**Collected data entries**
══════════
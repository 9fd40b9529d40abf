//! Single-pass scanner
//!
//! Pulls one atomic token at a time and, for each, moves the level counters,
//! offers the token to the builder stack, applies namespace and import events
//! to the import tables, and classifies it. Stopping iteration early is the
//! only form of cancellation.

pub mod levels;

use serde::{Deserialize, Serialize};

use crate::classifier::{Category, Classifier, ClassifyContext, Tag};
use crate::config::compile_time::file_processing::MAX_TOKEN_COUNT;
use crate::config::runtime::TokenizerPreferences;
use crate::grammar::{Builder, BuilderEvent, BuilderStack, Product, StackStep};
use crate::lexical::{AtomizeError, Atomizer};
use crate::logging::codes;
use crate::symbols::{apply_import, ImportTables, SymbolKind};
use crate::tokens::{Token, TokenCache, TokenKind, TokenWindow};
use crate::{log_debug, log_error, log_info, log_success};

pub use levels::{LevelState, LevelTracker};

#[derive(Debug, Clone, thiserror::Error)]
pub enum ScanError {
    #[error("Token {index} could not be atomized: {source}")]
    Atomize {
        index: usize,
        #[source]
        source: AtomizeError,
    },

    #[error("Token stream exceeds {limit} tokens")]
    TooManyTokens { limit: usize },
}

impl ScanError {
    pub fn error_code(&self) -> crate::logging::Code {
        match self {
            ScanError::Atomize { source, .. } => source.error_code(),
            ScanError::TooManyTokens { .. } => codes::file_processing::TOO_MANY_TOKENS,
        }
    }
}

#[derive(Debug, Clone, Copy, PartialEq, Eq)]
pub struct ScanOptions {
    pub atomize: bool,
    pub preserve_whitespace: bool,
}

impl Default for ScanOptions {
    fn default() -> Self {
        Self {
            atomize: true,
            preserve_whitespace: true,
        }
    }
}

impl From<&TokenizerPreferences> for ScanOptions {
    fn from(prefs: &TokenizerPreferences) -> Self {
        Self {
            atomize: prefs.atomize,
            preserve_whitespace: prefs.preserve_comment_whitespace,
        }
    }
}

/// Counters gathered over one scan
#[derive(Debug, Clone, Default, PartialEq, Eq, Serialize, Deserialize)]
pub struct ScanMetrics {
    pub tokens_yielded: usize,
    pub raw_tokens: usize,
    pub atoms_produced: usize,
    pub builders_opened: usize,
    pub builders_finished: usize,
    pub candidates_discarded: usize,
    pub namespaces_entered: usize,
    pub imports_registered: usize,
    pub classifier_cache_hits: usize,
}

/// One classified atomic token
#[derive(Debug, Clone, PartialEq, Eq, Serialize, Deserialize)]
pub struct ScannedToken {
    pub index: usize,
    #[serde(flatten)]
    pub token: Token,
    pub category: Category,
    pub tags: Vec<Tag>,
}

/// Mutable state shared by every stage of the pass
#[derive(Debug, Default)]
pub struct ScannerState {
    pub levels: LevelTracker,
    pub stack: BuilderStack,
    pub tables: ImportTables,
    pub products: Vec<Product>,
    pub metrics: ScanMetrics,
}

impl ScannerState {
    fn apply(&mut self, step: StackStep) {
        if step.opened.is_some() {
            self.metrics.builders_opened += 1;
        }
        if step.discarded.is_some() {
            self.metrics.candidates_discarded += 1;
        }

        for event in step.events {
            match event {
                BuilderEvent::NamespaceNameKnown(name) => {
                    self.tables.flush(&name);
                    self.metrics.namespaces_entered += 1;
                    log_success!(codes::success::NAMESPACE_ENTERED, "Namespace entered",
                        "namespace" => self.tables.namespace().unwrap_or("(global)")
                    );
                }
            }
        }

        for product in step.products {
            self.metrics.builders_finished += 1;
            if let Product::NamespaceImport(import) = &product {
                self.metrics.imports_registered += apply_import(&mut self.tables, import);
            }
            log_debug!("Feature recognized", "feature" => product.feature_name());
            self.products.push(product);
        }
    }
}

pub struct Scanner<I: Iterator<Item = Token>> {
    cache: TokenCache<I>,
    classifier: Classifier,
    state: ScannerState,
    halted: bool,
    finished: bool,
}

impl<I: Iterator<Item = Token>> Scanner<I> {
    pub fn new(source: I, options: ScanOptions) -> Self {
        let cache = if options.atomize {
            TokenCache::with_atomizer(source, Atomizer::new(options.preserve_whitespace))
        } else {
            TokenCache::new(source)
        };
        Self {
            cache,
            classifier: Classifier::new(),
            state: ScannerState::default(),
            halted: false,
            finished: false,
        }
    }

    /// Advance and classify the next atomic token.
    ///
    /// After an error the scanner is halted and yields nothing further.
    pub fn next_token(&mut self) -> Result<Option<ScannedToken>, ScanError> {
        if self.halted || self.finished {
            return Ok(None);
        }

        let index = match self.cache.advance() {
            Ok(Some(index)) => index,
            Ok(None) => {
                self.finish();
                return Ok(None);
            }
            Err(source) => {
                let index = self.cache.history().len();
                return Err(self.halt(ScanError::Atomize { index, source }));
            }
        };

        if index >= MAX_TOKEN_COUNT {
            return Err(self.halt(ScanError::TooManyTokens {
                limit: MAX_TOKEN_COUNT,
            }));
        }

        let Some(token) = self.cache.get(index).cloned() else {
            return Ok(None);
        };

        self.state.levels.advance(&token);
        let levels = self.state.levels.state();

        let may_open = !self
            .cache
            .previous_significant()
            .is_some_and(|t| matches!(t.kind, TokenKind::DoubleColon | TokenKind::Case));
        let step = self.state.stack.step(&token, levels, may_open);
        let hint = step.hint;
        self.state.apply(step);

        let type_mode = self
            .state
            .stack
            .active()
            .is_some_and(Builder::is_accumulating_types);
        let ctx = ClassifyContext {
            hint,
            levels,
            type_mode,
            tables: &self.state.tables,
        };
        let classification = self.classifier.classify(index, &token, &mut self.cache, &ctx);

        self.state.metrics.tokens_yielded += 1;
        Ok(Some(ScannedToken {
            index,
            token,
            category: classification.category,
            tags: classification.tags,
        }))
    }

    /// Drain the stream
    pub fn scan_all(&mut self) -> Result<Vec<ScannedToken>, ScanError> {
        let mut tokens = Vec::new();
        while let Some(token) = self.next_token()? {
            tokens.push(token);
        }
        Ok(tokens)
    }

    fn halt(&mut self, error: ScanError) -> ScanError {
        self.halted = true;
        log_error!(error.error_code(), "Scan halted",
            "error" => &error,
            "tokens_yielded" => self.state.metrics.tokens_yielded
        );
        error
    }

    fn finish(&mut self) {
        self.finished = true;
        self.state.levels.settle();

        let levels = self.state.levels.state();
        if !levels.is_balanced() {
            log_info!("Scan ended with unbalanced brackets",
                "parens" => levels.parens,
                "curly" => levels.curly,
                "square" => levels.square
            );
        }
        if let Some(active) = self.state.stack.active() {
            log_debug!("Scan ended with unfinished builders",
                "innermost" => active.variant().as_str(),
                "depth" => self.state.stack.depth()
            );
        }

        log_success!(codes::success::SCAN_COMPLETE, "Scan complete",
            "tokens" => self.state.metrics.tokens_yielded,
            "features" => self.state.products.len()
        );
    }

    pub fn is_halted(&self) -> bool {
        self.halted
    }

    /// Active namespace, `None` for the global namespace
    pub fn namespace(&self) -> Option<&str> {
        self.state.tables.namespace()
    }

    pub fn tables(&self) -> &ImportTables {
        &self.state.tables
    }

    pub fn levels(&self) -> LevelState {
        self.state.levels.state()
    }

    /// Innermost builder still in progress
    pub fn active_builder(&self) -> Option<&Builder> {
        self.state.stack.active()
    }

    /// In-progress product of the innermost builder
    pub fn active_product(&self) -> Option<Product> {
        self.active_builder().map(Builder::snapshot)
    }

    /// Finished products in completion order
    pub fn products(&self) -> &[Product] {
        &self.state.products
    }

    pub fn resolve(&self, name: &str, kind: SymbolKind) -> String {
        self.state.tables.resolve(name, kind)
    }

    pub fn metrics(&self) -> ScanMetrics {
        ScanMetrics {
            raw_tokens: self.cache.raw_pulled(),
            atoms_produced: self.cache.atoms_produced(),
            classifier_cache_hits: self.classifier.cache_hits(),
            ..self.state.metrics.clone()
        }
    }

    pub fn into_parts(self) -> (Vec<Product>, ImportTables, ScanMetrics) {
        let metrics = self.metrics();
        (self.state.products, self.state.tables, metrics)
    }
}

impl<I: Iterator<Item = Token>> Iterator for Scanner<I> {
    type Item = Result<ScannedToken, ScanError>;

    fn next(&mut self) -> Option<Self::Item> {
        self.next_token().transpose()
    }
}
══════════
**DIRECTIONS FOR THIS TASK**
Of the lines above, extract only those from the line with "impl Default for" to the line with "of the pass", both included, exactly as written.

**EXERCISE RESPONSE**
impl Default for ScanOptions {
    fn default() -> Self {
        Self {
            atomize: true,
            preserve_whitespace: true,
        }
    }
}

impl From<&TokenizerPreferences> for ScanOptions {
    fn from(prefs: &TokenizerPreferences) -> Self {
        Self {
            atomize: prefs.atomize,
            preserve_whitespace: prefs.preserve_comment_whitespace,
        }
    }
}

/// Counters gathered over one scan
#[derive(Debug, Clone, Default, PartialEq, Eq, Serialize, Deserialize)]
pub struct ScanMetrics {
    pub tokens_yielded: usize,
    pub raw_tokens: usize,
    pub atoms_produced: usize,
    pub builders_opened: usize,
    pub builders_finished: usize,
    pub candidates_discarded: usize,
    pub namespaces_entered: usize,
    pub imports_registered: usize,
    pub classifier_cache_hits: usize,
}

/// One classified atomic token
#[derive(Debug, Clone, PartialEq, Eq, Serialize, Deserialize)]
pub struct ScannedToken {
    pub index: usize,
    #[serde(flatten)]
    pub token: Token,
    pub category: Category,
    pub tags: Vec<Tag>,
}

/// Mutable state shared by every stage of the pass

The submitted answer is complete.